1) Define common value auctions and explain why such auctions may give rise to the Winner’s curse phenomenon. [4 marks]
2) Why do different auction designs yield different revenues for common value auctions? [4 marks]
3) Design a multi-units auction that avoids Winner’s curse, generates the highest revenue for the UK government and ensures the licences are granted to the most efficient bidders. Explain the justifications behind the auction design. [6 marks]
c) Your firm has set aside £600 million to purchase aluminium for a new model of sport car that the firm starts producing from next year.

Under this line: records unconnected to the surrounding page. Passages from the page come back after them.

// SPDX-License-Identifier: Apache-2.0
// Copyright 2025 Ankit Kumar Pandey

//! Sweep driver.
//!
//! Runs `try_count` repetitions over the algorithm × label matrix. Plugins
//! are resolved once up front; each (try, algorithm, label) gets its own CSV
//! file. One pair's failure never aborts the sweep.

use std::path::PathBuf;
use std::sync::Arc;

use cipherbench_core::{
    AlgorithmId, BenchError, BenchmarkConfig, Config, KeyStore, Label, PayloadStore,
    PipelineState, PluginRegistry, SweepConfig, TransformPlugin,
};

use crate::exporter::MetricsExporter;
use crate::metrics::FailureKind;
use crate::orchestrator::{PipelineOrchestrator, PipelineRun, RunSettings};
use crate::report::{RunOutcome, RunReport, SweepReport};
use crate::reporter::{JsonReporter, ReporterError};
use crate::sampler::{Sampler, SysinfoProvider, SystemMetricsProvider};
use crate::sink::{csv_file_name, CsvSink};

/// Drives a full sweep and collects its reports.
pub struct SweepDriver<P> {
    benchmark: BenchmarkConfig,
    sweep: SweepConfig,
    registry: PluginRegistry,
    keys: KeyStore,
    store: Arc<dyn PayloadStore>,
    exporter: MetricsExporter,
    sampler: Sampler<P>,
}

impl SweepDriver<SysinfoProvider> {
    /// Driver over the live system with built-in plugins and fresh keys.
    pub fn from_config(
        config: &Config,
        store: Arc<dyn PayloadStore>,
        exporter: MetricsExporter,
    ) -> Self {
        Self::new(
            config.benchmark.clone(),
            config.sweep.clone(),
            store,
            exporter,
            Sampler::system(config.sampler),
        )
    }
}

impl<P: SystemMetricsProvider> SweepDriver<P> {
    pub fn new(
        benchmark: BenchmarkConfig,
        sweep: SweepConfig,
        store: Arc<dyn PayloadStore>,
        exporter: MetricsExporter,
        sampler: Sampler<P>,
    ) -> Self {
        Self {
            benchmark,
            sweep,
            registry: PluginRegistry::with_builtin(),
            keys: KeyStore::generate(),
            store,
            exporter,
            sampler,
        }
    }

    /// Replace the plugin registry.
    pub fn with_registry(mut self, registry: PluginRegistry) -> Self {
        self.registry = registry;
        self
    }

    /// Replace the key store.
    pub fn with_keys(mut self, keys: KeyStore) -> Self {
        self.keys = keys;
        self
    }

    pub fn exporter(&self) -> &MetricsExporter {
        &self.exporter
    }

    /// Execute every (try, algorithm, label) run.
    pub fn run(&mut self) -> SweepReport {
        let mut report = SweepReport::new();
        let plugins = self.resolve_plugins();
        let settings = RunSettings::from(&self.benchmark);
        let total_iterations = self.benchmark.total_iterations;

        tracing::info!(
            algorithms = self.sweep.algorithms.len(),
            labels = self.sweep.labels.len(),
            tries = self.benchmark.try_count,
            iterations = total_iterations.get(),
            "Starting sweep"
        );

        for try_number in 1..=self.benchmark.try_count {
            for (algorithm, plugin) in &plugins {
                for label in &self.sweep.labels {
                    let plugin = match plugin {
                        Ok(plugin) => Arc::clone(plugin),
                        Err((kind, message)) => {
                            self.exporter.record_failure(label);
                            report.add_run(failed_report(
                                *algorithm,
                                label,
                                try_number,
                                total_iterations.get(),
                                PipelineState::Init,
                                *kind,
                                message.clone(),
                            ));
                            continue;
                        }
                    };

                    let csv_path = self.benchmark.output_dir.join(csv_file_name(
                        *algorithm,
                        label,
                        try_number,
                        total_iterations.get(),
                    ));
                    let mut sink = match CsvSink::open(&csv_path) {
                        Ok(sink) => sink,
                        Err(e) => {
                            tracing::error!(
                                algorithm = %algorithm,
                                label = %label,
                                path = %csv_path.display(),
                                "Cannot open result file: {}",
                                e
                            );
                            self.exporter.record_failure(label);
                            report.add_run(failed_report(
                                *algorithm,
                                label,
                                try_number,
                                total_iterations.get(),
                                PipelineState::Init,
                                FailureKind::Sink,
                                e.to_string(),
                            ));
                            continue;
                        }
                    };

                    let run = PipelineRun {
                        plugin,
                        label: label.clone(),
                        total_iterations,
                        try_number,
                    };
                    let mut run_report = PipelineOrchestrator::new(
                        settings,
                        self.store.as_ref(),
                        &mut self.sampler,
                        &self.exporter,
                    )
                    .run(&run, &mut sink);
                    run_report.csv_path = Some(csv_path);
                    report.add_run(run_report);
                }
            }
        }

        tracing::info!(
            runs = report.runs.len(),
            completed = report.completed(),
            failed = report.failed(),
            "Sweep finished"
        );
        report
    }

    /// Run the sweep and write its JSON report into the output directory.
    pub fn run_and_save(&mut self) -> Result<(SweepReport, PathBuf), ReporterError> {
        let report = self.run();
        let path = JsonReporter::new(&self.benchmark.output_dir)?.save(&report)?;
        Ok((report, path))
    }

    #[allow(clippy::type_complexity)]
    fn resolve_plugins(
        &self,
    ) -> Vec<(AlgorithmId, Result<Arc<dyn TransformPlugin>, (FailureKind, String)>)> {
        self.sweep
            .algorithms
            .iter()
            .map(|&algorithm| {
                let plugin = self.registry.resolve(algorithm, &self.keys).map_err(|e| {
                    tracing::error!(algorithm = %algorithm, "Cannot resolve plugin: {}", e);
                    (resolve_failure_kind(&e), e.to_string())
                });
                (algorithm, plugin)
            })
            .collect()
    }
}

/// Plugins that cannot be built are reported as key failures unless the
/// constructor said otherwise.
fn resolve_failure_kind(err: &BenchError) -> FailureKind {
    match err {
        BenchError::Transform(e) => FailureKind::from(e),
        BenchError::Store(e) => FailureKind::from(e),
        _ => FailureKind::KeyUnavailable,
    }
}

fn failed_report(
    algorithm: AlgorithmId,
    label: &Label,
    try_number: u32,
    total_iterations: u64,
    stage: PipelineState,
    kind: FailureKind,
    message: String,
) -> RunReport {
    RunReport {
        algorithm,
        label: label.clone(),
        try_number,
        total_iterations,
        outcome: RunOutcome::Failed {
            stage,
            kind,
            message,
        },
        encryption: None,
        decryption: None,
        csv_path: None,
    }
}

Design a tender with suppliers so as to maximize the amount of aluminium that could be purchased given the budget. Explain why an auction may be the most efficient in acquiring the highest amount of aluminium possible. Justify the design of the auction. [10 marks]
Question 5
The Mundell-Fleming model for a small open economy assumes that the world interest rate r* is an exogenous variable.
a) How are the interest rates in the domestic and foreign markets determined? [8 marks]
b) Assume the small open economy adopts a floating exchange rate. What will happen to aggregate income, the exchange rate and the trade balance when the US government substantially reduces taxes? Use graphs to show your analysis. [12 marks]
c) Alternatively suppose the small open economy switches to a fixed exchange rate. What will happen to aggregate income, the exchange rate and the trade balance when the US economy experiences a fiscal expansion? Use graphs to show your analysis. [10 marks]
Question 6
ArmDigital produces a unique computer chip X300 universally used in mobile devices. The demand for the chip follows inverse demand function P = 100 – Q. The costs of production follow C(q) = 50 + 30q. The government have recently asked ArmDigital to break into two firms to create competition in the market and lower the price. The two firms will be called IqChip and Qchip and share the same technology.
a) Calculate the quantity the firm produces when it operates as a monopoly. Further calculate the monopoly price and profit. [6 marks]
b) Suppose after splitting the firm, the two firms operate as a Cournot oligopoly. Find each firm’s “reaction function.” Interpret the firms’ reaction functions. [8 point]
c) Calculate the Cournot equilibrium outputs, price and profit of each firm. Explain the assumption on which you rely to derive the equilibrium quantities. [6 points]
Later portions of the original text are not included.